[Opening DATA section]
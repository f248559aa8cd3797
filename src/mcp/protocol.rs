//! MCP Protocol Types
//!
//! Implements the Model Context Protocol message types.
//! MCP is essentially JSON-RPC 2.0 with specific method names and schemas.

use serde::{Deserialize, Serialize};
use serde_json::Value;

/// JSON-RPC version string
pub const JSONRPC_VERSION: &str = "2.0";

/// Latest MCP protocol version we support
pub const MCP_PROTOCOL_VERSION: &str = "2025-06-18";

/// Every protocol version we can speak, newest first
pub const SUPPORTED_PROTOCOL_VERSIONS: &[&str] = &["2025-06-18", "2025-03-26", "2024-11-05"];

/// Picks the version to answer `initialize` with.
pub fn negotiate_protocol_version(requested: Option<&str>) -> &'static str {
    requested
        .and_then(|requested| {
            SUPPORTED_PROTOCOL_VERSIONS
                .iter()
                .find(|supported| **supported == requested)
                .copied()
        })
        .unwrap_or(MCP_PROTOCOL_VERSION)
}

// ============================================================================
// Core Message Types
// ============================================================================

/// Incoming request or notification from MCP client.
///
/// Notifications carry no `id` and never get a response.
#[derive(Debug, Clone, Deserialize)]
pub struct McpRequest {
    pub jsonrpc: String,
    #[serde(default)]
    pub id: Option<RequestId>,
    pub method: String,
    #[serde(default)]
    pub params: Option<Value>,
}

impl McpRequest {
    pub fn is_notification(&self) -> bool {
        self.id.is_none()
    }
}

/// Response to MCP client
#[derive(Debug, Clone, Serialize)]
pub struct McpResponse {
    pub jsonrpc: String,
    /// Always serialized; `null` when the request id could not be determined.
    pub id: Option<RequestId>,
    #[serde(skip_serializing_if = "Option::is_none")]
    pub result: Option<Value>,
    #[serde(skip_serializing_if = "Option::is_none")]
    pub error: Option<McpErrorResponse>,
}

impl McpResponse {
    pub fn success(id: RequestId, result: Value) -> Self {
        Self {
            jsonrpc: JSONRPC_VERSION.to_string(),
            id: Some(id),
            result: Some(result),
            error: None,
        }
    }

    pub fn error(id: Option<RequestId>, error: McpError) -> Self {
        Self {
            jsonrpc: JSONRPC_VERSION.to_string(),
            id,
            result: None,
            error: Some(error.into()),
        }
    }
}

/// Request ID can be string or number
#[derive(Debug, Clone, Serialize, Deserialize, PartialEq, Eq, Hash)]
#[serde(untagged)]
pub enum RequestId {
    String(String),
    Number(i64),
}

/// Error response structure
#[derive(Debug, Clone, Serialize)]
pub struct McpErrorResponse {
    pub code: i32,
    pub message: String,
    #[serde(skip_serializing_if = "Option::is_none")]
    pub data: Option<Value>,
}

// ============================================================================
// Error Codes (JSON-RPC + MCP specific)
// ============================================================================

/// MCP error types
#[derive(Debug, Clone, PartialEq, Eq)]
pub enum McpError {
    // JSON-RPC standard errors
    ParseError(String),
    InvalidRequest(String),
    MethodNotFound(String),
    InvalidParams(String),
    InternalError(String),

    // Transport specific errors
    SessionNotFound,
}

impl McpError {
    pub fn code(&self) -> i32 {
        match self {
            McpError::ParseError(_) => -32700,
            McpError::InvalidRequest(_) => -32600,
            McpError::MethodNotFound(_) => -32601,
            McpError::InvalidParams(_) => -32602,
            McpError::InternalError(_) => -32603,
            McpError::SessionNotFound => -32001,
        }
    }

    pub fn message(&self) -> String {
        match self {
            McpError::ParseError(msg) => format!("Parse error: {}", msg),
            McpError::InvalidRequest(msg) => format!("Invalid request: {}", msg),
            McpError::MethodNotFound(method) => format!("Method not found: {}", method),
            McpError::InvalidParams(msg) => msg.clone(),
            McpError::InternalError(msg) => format!("Internal error: {}", msg),
            McpError::SessionNotFound => "Session not found".to_string(),
        }
    }
}

impl std::fmt::Display for McpError {
    fn fmt(&self, f: &mut std::fmt::Formatter<'_>) -> std::fmt::Result {
        write!(f, "{} ({})", self.message(), self.code())
    }
}

impl std::error::Error for McpError {}

impl From<McpError> for McpErrorResponse {
    fn from(err: McpError) -> Self {
        McpErrorResponse {
            code: err.code(),
            message: err.message(),
            data: None,
        }
    }
}

// ============================================================================
// MCP Method Names
// ============================================================================

pub mod methods {
    // Lifecycle
    pub const INITIALIZE: &str = "initialize";
    pub const INITIALIZED: &str = "notifications/initialized";

    // Tools
    pub const TOOLS_LIST: &str = "tools/list";
    pub const TOOLS_CALL: &str = "tools/call";

    // Ping
    pub const PING: &str = "ping";
}

// ============================================================================
// Initialize Messages
// ============================================================================

/// Clients differ in how much of this they send, so everything is optional.
#[derive(Debug, Clone, Deserialize, Default)]
#[serde(rename_all = "camelCase")]
pub struct InitializeParams {
    #[serde(default)]
    pub protocol_version: Option<String>,
    #[serde(default)]
    pub capabilities: Option<Value>,
    #[serde(default)]
    pub client_info: Option<ClientInfo>,
}

#[derive(Debug, Clone, Deserialize)]
pub struct ClientInfo {
    pub name: String,
    #[serde(default)]
    pub version: Option<String>,
}

#[derive(Debug, Clone, Serialize)]
#[serde(rename_all = "camelCase")]
pub struct InitializeResult {
    pub protocol_version: String,
    pub capabilities: ServerCapabilities,
    pub server_info: ServerInfo,
    #[serde(skip_serializing_if = "Option::is_none")]
    pub instructions: Option<String>,
}

#[derive(Debug, Clone, Serialize)]
pub struct ServerCapabilities {
    pub tools: ToolsCapability,
}

#[derive(Debug, Clone, Serialize)]
#[serde(rename_all = "camelCase")]
pub struct ToolsCapability {
    #[serde(skip_serializing_if = "Option::is_none")]
    pub list_changed: Option<bool>,
}

#[derive(Debug, Clone, Serialize)]
pub struct ServerInfo {
    pub name: String,
    pub version: String,
}

// ============================================================================
// Tools Messages
// ============================================================================

#[derive(Debug, Clone, Serialize)]
pub struct ToolsListResult {
    pub tools: Vec<ToolDefinition>,
}

#[derive(Debug, Clone, Serialize)]
#[serde(rename_all = "camelCase")]
pub struct ToolDefinition {
    pub name: String,
    pub description: String,
    pub input_schema: Value,
}

#[derive(Debug, Clone, Deserialize)]
pub struct ToolsCallParams {
    pub name: String,
    #[serde(default)]
    pub arguments: Option<Value>,
}

#[derive(Debug, Clone, Serialize)]
#[serde(rename_all = "camelCase")]
pub struct ToolsCallResult {
    pub content: Vec<ToolResultContent>,
    #[serde(skip_serializing_if = "Option::is_none")]
    pub is_error: Option<bool>,
}

#[derive(Debug, Clone, Serialize)]
#[serde(tag = "type", rename_all = "lowercase")]
pub enum ToolResultContent {
    Text { text: String },
}

impl ToolsCallResult {
    pub fn text(text: impl Into<String>) -> Self {
        Self {
            content: vec![ToolResultContent::Text { text: text.into() }],
            is_error: None,
        }
    }

    pub fn json<T: Serialize>(value: &T) -> Result<Self, serde_json::Error> {
        let text = serde_json::to_string_pretty(value)?;
        Ok(Self::text(text))
    }

    pub fn error(message: impl Into<String>) -> Self {
        Self {
            content: vec![ToolResultContent::Text {
                text: message.into(),
            }],
            is_error: Some(true),
        }
    }

    pub fn is_error(&self) -> bool {
        self.is_error.unwrap_or(false)
    }

    /// Concatenated text of every content block.
    pub fn text_content(&self) -> String {
        self.content
            .iter()
            .map(|content| match content {
                ToolResultContent::Text { text } => text.as_str(),
            })
            .collect::<Vec<_>>()
            .join("\n")
    }
}

// ============================================================================
// Ping
// ============================================================================

#[derive(Debug, Clone, Serialize)]
pub struct PingResult {}

#[cfg(test)]
mod tests {
    use super::*;
    use serde_json::json;

    #[test]
    fn test_request_id_deserialize_string() {
        let json = r#""test-id""#;
        let id: RequestId = serde_json::from_str(json).unwrap();
        assert_eq!(id, RequestId::String("test-id".to_string()));
    }

    #[test]
    fn test_request_id_deserialize_number() {
        let json = "42";
        let id: RequestId = serde_json::from_str(json).unwrap();
        assert_eq!(id, RequestId::Number(42));
    }

    #[test]
    fn test_notification_has_no_id() {
        let request: McpRequest = serde_json::from_value(json!({
            "jsonrpc": "2.0",
            "method": "notifications/initialized"
        }))
        .unwrap();
        assert!(request.is_notification());
    }

    #[test]
    fn test_mcp_response_success() {
        let resp = McpResponse::success(RequestId::Number(1), json!({"ok": true}));
        assert!(resp.result.is_some());
        assert!(resp.error.is_none());
    }

    #[test]
    fn test_mcp_response_error() {
        let resp = McpResponse::error(
            Some(RequestId::Number(1)),
            McpError::MethodNotFound("test".to_string()),
        );
        assert!(resp.result.is_none());
        assert_eq!(resp.error.as_ref().unwrap().code, -32601);
    }

    #[test]
    fn test_error_without_id_serializes_null_id() {
        let resp = McpResponse::error(None, McpError::ParseError("eof".to_string()));
        let value = serde_json::to_value(&resp).unwrap();
        assert_eq!(value["id"], Value::Null);
        assert_eq!(value["error"]["code"], -32700);
        assert!(value.get("result").is_none());
    }

    #[test]
    fn test_error_codes() {
        assert_eq!(McpError::ParseError("".to_string()).code(), -32700);
        assert_eq!(McpError::InvalidRequest("".to_string()).code(), -32600);
        assert_eq!(McpError::MethodNotFound("".to_string()).code(), -32601);
        assert_eq!(McpError::InvalidParams("".to_string()).code(), -32602);
        assert_eq!(McpError::InternalError("".to_string()).code(), -32603);
        assert_eq!(McpError::SessionNotFound.code(), -32001);
    }

    #[test]
    fn test_negotiate_protocol_version() {
        assert_eq!(negotiate_protocol_version(Some("2024-11-05")), "2024-11-05");
        assert_eq!(negotiate_protocol_version(Some("2025-03-26")), "2025-03-26");
        assert_eq!(
            negotiate_protocol_version(Some("1999-01-01")),
            MCP_PROTOCOL_VERSION
        );
        assert_eq!(negotiate_protocol_version(None), MCP_PROTOCOL_VERSION);
    }

    #[test]
    fn test_tools_call_result_text() {
        let result = ToolsCallResult::text("Hello, world!");
        assert_eq!(result.content.len(), 1);
        assert!(!result.is_error());
        assert_eq!(result.text_content(), "Hello, world!");
    }

    #[test]
    fn test_tools_call_result_error_serializes_is_error() {
        let result = ToolsCallResult::error("Something went wrong");
        let value = serde_json::to_value(&result).unwrap();
        assert_eq!(value["isError"], true);
        assert_eq!(value["content"][0]["type"], "text");
        assert_eq!(value["content"][0]["text"], "Something went wrong");
    }

    #[test]
    fn test_tools_call_result_json_is_pretty() {
        let result = ToolsCallResult::json(&json!({"id": "ws_1"})).unwrap();
        assert_eq!(result.text_content(), "{\n  \"id\": \"ws_1\"\n}");
    }
}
[Closing DATA section]
### HOW TO COMPLETE THIS TASK
Wherever the line holding "pub const PING: &str" falls in the entries above, copy exactly from it through the line holding "everything is optional.", inclusive, and add nothing.

### PROBLEM SOLUTION
    pub const PING: &str = "ping";
}

// ============================================================================
// Initialize Messages
// ============================================================================

/// Clients differ in how much of this they send, so everything is optional.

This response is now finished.